Moreover, while the rather archaic language of subsection 54 has been removed, I am not convinced that this changes the board’s discretion to extend time limits in appropriate cases. If the commission had intended this result, the language of subsection 34(1) would be mandatory not directory. Subsection 34(1) uses the permissive term “may,” as opposed to the mandatory term “shall.” Arbitral jurisprudence is helpful here. Arbitrators have generally held that there is no discretion to extend time limits for filing grievances when a mandatory time limit in a collective agreement exists. However, when the language is permissive, arbitrators have generally held that they have the discretion to extend time limits in appropriate circumstances. Moreover, without clear language in the regulation which spells out the consequences of not filing within fourteen days of a complaint, it would be wrong to fetter the board’s discretion to consider the reason for the delay.
In the grievors’ case even though they knew within months of the strike that they had not been paid for standby, they delayed filing grievances because they were confident that they would ultimately be compensated.
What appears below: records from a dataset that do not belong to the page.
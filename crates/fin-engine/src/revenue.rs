//! Monthly revenue by stream.

use crate::checked;
use fin_core::{
    check_money, validate_line_parameters, BusinessModelVariant, EffectiveParameters,
    ValidationError, OPERATING_DAYS_PER_MONTH, OPERATING_HOURS_PER_DAY,
};
use rust_decimal::prelude::ToPrimitive;
use rust_decimal::Decimal;
use serde::Serialize;
use std::fmt;

/// An independent revenue source with its own pricing and cost ratio.
#[derive(Clone, Copy, Debug, PartialEq, Eq, Hash, Serialize)]
#[serde(rename_all = "snake_case")]
pub enum RevenueStream {
    CoreRetail,
    Prescription,
    ConsultationFees,
    SecondaryGoods,
}

impl RevenueStream {
    pub fn label(self) -> &'static str {
        match self {
            RevenueStream::CoreRetail => "Pharmacy",
            RevenueStream::Prescription => "Prescriptions",
            RevenueStream::ConsultationFees => "Consultations",
            RevenueStream::SecondaryGoods => "Groceries",
        }
    }
}

impl fmt::Display for RevenueStream {
    fn fmt(&self, f: &mut fmt::Formatter<'_>) -> fmt::Result {
        f.write_str(self.label())
    }
}

/// Footfall behind the base month.
#[derive(Clone, Copy, Debug, PartialEq, Eq, Serialize)]
pub struct TrafficFigures {
    pub monthly_traffic: u64,
    pub converting_customers: u64,
    pub monthly_consultations: u64,
}

/// Revenue of the consultation room and the prescriptions it sends over.
#[derive(Clone, Copy, Debug, PartialEq, Serialize)]
pub struct ConsultationRevenue {
    pub prescription: Decimal,
    pub consultation_fees: Decimal,
}

/// Monthly revenue; optional lines are `None` when the variant lacks them.
#[derive(Clone, Copy, Debug, PartialEq, Serialize)]
pub struct RevenueBreakdown {
    pub core: Decimal,
    pub prescription_and_consultation: Option<ConsultationRevenue>,
    pub secondary_goods: Option<Decimal>,
}

impl RevenueBreakdown {
    /// Sum of all active streams.
    pub fn total(&self) -> Decimal {
        self.streams().iter().map(|(_, v)| *v).sum()
    }

    /// Like [`total`](Self::total), but reports a sum that leaves the
    /// `Decimal` range instead of panicking.
    pub fn checked_total(&self) -> Result<Decimal, ValidationError> {
        self.streams()
            .iter()
            .try_fold(Decimal::ZERO, |acc, (_, v)| checked::add("total revenue", acc, *v))
    }

    /// Active streams in display order.
    pub fn streams(&self) -> Vec<(RevenueStream, Decimal)> {
        let mut out = vec![(RevenueStream::CoreRetail, self.core)];
        if let Some(c) = &self.prescription_and_consultation {
            out.push((RevenueStream::Prescription, c.prescription));
            out.push((RevenueStream::ConsultationFees, c.consultation_fees));
        }
        if let Some(s) = self.secondary_goods {
            out.push((RevenueStream::SecondaryGoods, s));
        }
        out
    }

    /// Each active stream as a fraction of the total; all zero without revenue.
    pub fn shares(&self) -> Vec<(RevenueStream, Decimal)> {
        let total = self.total();
        self.streams()
            .into_iter()
            .map(|(s, v)| {
                let share = if total > Decimal::ZERO {
                    v / total
                } else {
                    Decimal::ZERO
                };
                (s, share)
            })
            .collect()
    }

    /// Every stream multiplied by the same factor.
    pub fn scaled(&self, factor: Decimal) -> Result<Self, ValidationError> {
        let scale = |v: Decimal| checked::mul("scaled revenue", v, factor);
        let out = Self {
            core: scale(self.core)?,
            prescription_and_consultation: match self.prescription_and_consultation {
                Some(c) => Some(ConsultationRevenue {
                    prescription: scale(c.prescription)?,
                    consultation_fees: scale(c.consultation_fees)?,
                }),
                None => None,
            },
            secondary_goods: self.secondary_goods.map(scale).transpose()?,
        };
        out.checked_total()?;
        Ok(out)
    }
}

/// Traffic, buyers and consultations for one month.
///
/// Buyers are floored to whole customers. Consultations count only when the
/// variant operates the consultation room.
pub fn compute_traffic(
    variant: &BusinessModelVariant,
    params: &EffectiveParameters,
) -> TrafficFigures {
    let monthly_traffic = u64::from(params.hourly_traffic)
        * u64::from(OPERATING_HOURS_PER_DAY)
        * u64::from(OPERATING_DAYS_PER_MONTH);
    let converting_customers = (Decimal::from(monthly_traffic) * params.conversion_rate)
        .floor()
        .to_u64()
        .unwrap_or(0);
    let monthly_consultations = match (&params.consultation, variant.has_consultation_line) {
        (Some(c), true) => u64::from(c.consultations_per_day) * u64::from(OPERATING_DAYS_PER_MONTH),
        _ => 0,
    };
    TrafficFigures {
        monthly_traffic,
        converting_customers,
        monthly_consultations,
    }
}

/// Base-month revenue by stream.
///
/// Rates are expected to be within their domains already; only negative
/// money and missing line parameters are rejected here, plus figures too
/// large for a `Decimal`.
pub fn compute_base_revenue(
    variant: &BusinessModelVariant,
    params: &EffectiveParameters,
) -> Result<RevenueBreakdown, ValidationError> {
    check_money("average_ticket", params.average_ticket)?;
    validate_line_parameters(variant, params)?;

    let traffic = compute_traffic(variant, params);
    let core = checked::mul(
        "core revenue",
        Decimal::from(traffic.converting_customers),
        params.average_ticket,
    )?;

    let prescription_and_consultation = match (&params.consultation, variant.has_consultation_line)
    {
        (Some(c), true) => {
            check_money("consultation_fee", c.consultation_fee)?;
            check_money("prescription_ticket", c.prescription_ticket)?;
            let consultations = Decimal::from(traffic.monthly_consultations);
            let filled = consultations * c.attach_rate;
            Some(ConsultationRevenue {
                prescription: checked::mul("prescription revenue", filled, c.prescription_ticket)?,
                consultation_fees: checked::mul(
                    "consultation revenue",
                    consultations,
                    c.consultation_fee,
                )?,
            })
        }
        _ => None,
    };

    let secondary_goods = match (&params.secondary_goods, variant.has_secondary_goods_line) {
        (Some(s), true) => Some(core * s.share_of_core),
        _ => None,
    };

    let revenue = RevenueBreakdown {
        core,
        prescription_and_consultation,
        secondary_goods,
    };
    revenue.checked_total()?;
    Ok(revenue)
}

#[cfg(test)]
mod tests {
    use super::*;
    use fin_core::{ConsultationParams, SecondaryGoodsParams, VariantId};
    use proptest::prelude::*;

    fn variant(consultation: bool, secondary: bool) -> BusinessModelVariant {
        BusinessModelVariant {
            id: VariantId::new("test"),
            name: "Test".to_string(),
            has_consultation_line: consultation,
            has_secondary_goods_line: secondary,
            base_investment: Decimal::new(950_000, 0),
        }
    }

    fn params() -> EffectiveParameters {
        EffectiveParameters {
            hourly_traffic: 110,
            conversion_rate: Decimal::new(14, 2),
            average_ticket: Decimal::new(120, 0),
            core_cogs_ratio: Decimal::new(69, 2),
            variable_expense_ratio: Decimal::new(6, 2),
            monthly_growth_rate: Decimal::new(4, 2),
            consultation: Some(ConsultationParams {
                consultations_per_day: 18,
                consultation_fee: Decimal::new(70, 0),
                attach_rate: Decimal::new(75, 2),
                prescription_ticket: Decimal::new(200, 0),
                prescription_cogs_ratio: Some(Decimal::new(58, 2)),
            }),
            secondary_goods: Some(SecondaryGoodsParams {
                share_of_core: Decimal::new(22, 2),
                cogs_ratio: Some(Decimal::new(88, 2)),
            }),
        }
    }

    #[test]
    fn traffic_uses_fixed_opening_hours_and_days() {
        let t = compute_traffic(&variant(true, true), &params());
        assert_eq!(t.monthly_traffic, 110 * 12 * 28);
        // 36_960 * 0.14 = 5174.4
        assert_eq!(t.converting_customers, 5174);
        assert_eq!(t.monthly_consultations, 18 * 28);
    }

    #[test]
    fn all_four_streams() {
        let r = compute_base_revenue(&variant(true, true), &params()).unwrap();
        assert_eq!(r.core, Decimal::new(620_880, 0));
        let c = r.prescription_and_consultation.unwrap();
        // 504 consultations * 0.75 * 200
        assert_eq!(c.prescription, Decimal::new(75_600, 0));
        assert_eq!(c.consultation_fees, Decimal::new(35_280, 0));
        assert_eq!(r.secondary_goods, Some(Decimal::new(136_593_60, 2)));
        assert_eq!(
            r.total(),
            Decimal::new(620_880, 0)
                + Decimal::new(75_600, 0)
                + Decimal::new(35_280, 0)
                + Decimal::new(136_593_60, 2)
        );
        assert_eq!(r.streams().len(), 4);
    }

    #[test]
    fn inactive_lines_are_absent_even_with_parameters() {
        let r = compute_base_revenue(&variant(false, false), &params()).unwrap();
        assert!(r.prescription_and_consultation.is_none());
        assert!(r.secondary_goods.is_none());
        assert_eq!(r.total(), r.core);
        assert_eq!(compute_traffic(&variant(false, false), &params()).monthly_consultations, 0);
    }

    #[test]
    fn enabled_line_without_parameters_fails() {
        let mut p = params();
        p.secondary_goods = None;
        assert!(compute_base_revenue(&variant(true, true), &p).is_err());
    }

    #[test]
    fn negative_money_fails() {
        let mut p = params();
        p.consultation.as_mut().unwrap().consultation_fee = Decimal::new(-40, 0);
        assert!(matches!(
            compute_base_revenue(&variant(true, false), &p),
            Err(ValidationError::NegativeMoney {
                field: "consultation_fee",
                ..
            })
        ));
    }

    #[test]
    fn zero_traffic_means_zero_core_revenue() {
        let mut p = params();
        p.hourly_traffic = 0;
        let r = compute_base_revenue(&variant(false, false), &p).unwrap();
        assert_eq!(r.total(), Decimal::ZERO);
        assert!(r.shares().iter().all(|(_, s)| *s == Decimal::ZERO));
    }

    #[test]
    fn shares_sum_to_one() {
        let r = compute_base_revenue(&variant(true, true), &params()).unwrap();
        let sum: Decimal = r.shares().iter().map(|(_, s)| *s).sum();
        assert!((sum - Decimal::ONE).abs() < Decimal::new(1, 20));
    }

    proptest! {
        #[test]
        fn total_is_sum_of_streams(traffic in 0u32..500, conv in 0i64..=100, ticket in 0i64..50_000) {
            let mut p = params();
            p.hourly_traffic = traffic;
            p.conversion_rate = Decimal::new(conv, 2);
            p.average_ticket = Decimal::new(ticket, 2);
            let r = compute_base_revenue(&variant(true, true), &p).unwrap();
            let c = r.prescription_and_consultation.unwrap();
            let manual = r.core + c.prescription + c.consultation_fees + r.secondary_goods.unwrap();
            prop_assert_eq!(r.total(), manual);
            prop_assert!(r.core >= Decimal::ZERO);
        }
    }
}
In the summer of 1996 they understood that senior management was looking into the matter. They honestly and sincerely believed that having performed as required, they would be compensated for what were clearly extra demands. After many years of service to the government, and having never filed a grievance, Mr. Johnston was reluctant to begin the formal process of complaint. All of these reasons justify some delay but not eighteen months. The other main reason for the delay was that they were relying on others who were grieving the issue. Unless there is some clear agreement between the parties that not all affected employees need grieve an issue to benefit from a board decision, this is not a good reason for the delay. Further, that it took until the Fall of 1998 for the grievors to realize that they were not going to be paid, without more explanation, does not justify the delay. There is no other evidence to explain the delay.
The need to be fair to grievors must be balanced against a need to be fair to the employer. While there was no evidence of prejudice to the employer here, I am of the view that in this case a delay of eighteen months is too much and the grievances also must be dismissed because of the delay in filing them.
For the reasons noted above the grievances are hereby dismissed.
Dated at Toronto this 8th day of November 1999.